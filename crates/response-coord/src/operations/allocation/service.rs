use super::ledger::{AllocationLedger, AllocationStatistics, CommitReceipt, LedgerError};
use super::optimizer::{self, AllocationRecommendation};
use super::scoring::{ScoringConfig, ScoringEngine};
use crate::operations::allocation::domain::{AllocationId, AllocationItem, AllocationStatus};
use crate::operations::incidents::{
    IncidentId, IncidentReport, IncidentStatus, IncidentStore, RegionId, StoreError,
};
use crate::operations::resources::{
    RegistryError, Resource, ResourceId, ResourceRegistry, ResourceType, ResourceUpdate,
};

/// Facade composing the registry, the incident store, the ledger, and the
/// scoring engine into the in-process surface consumed by presentation
/// layers. Mutating operations take `&mut self`, which is what serializes
/// commits against shared inventory; reads borrow immutably and may run
/// side by side.
#[derive(Debug, Clone, Default)]
pub struct ResponseCoordinator {
    registry: ResourceRegistry,
    incidents: IncidentStore,
    ledger: AllocationLedger,
    engine: ScoringEngine,
}

impl ResponseCoordinator {
    pub fn new(config: ScoringConfig) -> Self {
        Self {
            registry: ResourceRegistry::new(),
            incidents: IncidentStore::new(),
            ledger: AllocationLedger::new(),
            engine: ScoringEngine::new(config),
        }
    }

    pub fn register_resource(&mut self, resource: Resource) -> Result<ResourceId, RegistryError> {
        self.registry.register(resource)
    }

    pub fn register_resources(
        &mut self,
        resources: impl IntoIterator<Item = Resource>,
    ) -> usize {
        self.registry.register_many(resources)
    }

    pub fn update_resource(
        &mut self,
        id: &ResourceId,
        update: ResourceUpdate,
    ) -> Result<(), RegistryError> {
        self.registry.update(id, update)
    }

    pub fn available_resources<'a>(
        &'a self,
        kind: Option<&'a ResourceType>,
    ) -> impl Iterator<Item = &'a Resource> + 'a {
        self.registry.available(kind)
    }

    pub fn record_incident(&mut self, report: IncidentReport) -> IncidentId {
        self.incidents.record(report)
    }

    pub fn set_incident_status(
        &mut self,
        id: &IncidentId,
        status: IncidentStatus,
    ) -> Result<(), StoreError> {
        self.incidents.set_status(id, status)
    }

    /// Compute the recommended allocation for a region. Read-only: no
    /// inventory is consumed, and repeated calls against unchanged state
    /// return identical recommendations.
    pub fn recommend_allocation(&self, region: &RegionId) -> AllocationRecommendation {
        optimizer::recommend(&self.registry, &self.incidents, &self.engine, region)
    }

    /// Commit an allocation: store the scored record and decrement inventory
    /// item by item, reporting each outcome in the receipt.
    pub fn commit_allocation(
        &mut self,
        region: &RegionId,
        items: Vec<AllocationItem>,
        created_by: &str,
    ) -> CommitReceipt {
        self.ledger.commit(
            &mut self.registry,
            &self.incidents,
            &self.engine,
            region,
            items,
            created_by,
        )
    }

    pub fn set_allocation_status(
        &mut self,
        id: &AllocationId,
        status: AllocationStatus,
    ) -> Result<(), LedgerError> {
        self.ledger.set_status(id, status)
    }

    pub fn statistics(&self) -> AllocationStatistics {
        self.ledger.statistics(&self.registry, &self.incidents)
    }

    pub fn registry(&self) -> &ResourceRegistry {
        &self.registry
    }

    pub fn incidents(&self) -> &IncidentStore {
        &self.incidents
    }

    pub fn ledger(&self) -> &AllocationLedger {
        &self.ledger
    }

    pub fn scoring(&self) -> &ScoringEngine {
        &self.engine
    }
}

> **EXERCISE**:
A count is needed of the lines in the entries that contain "RegionId". Supply only that number.

> **RESPONSE BOX**:
3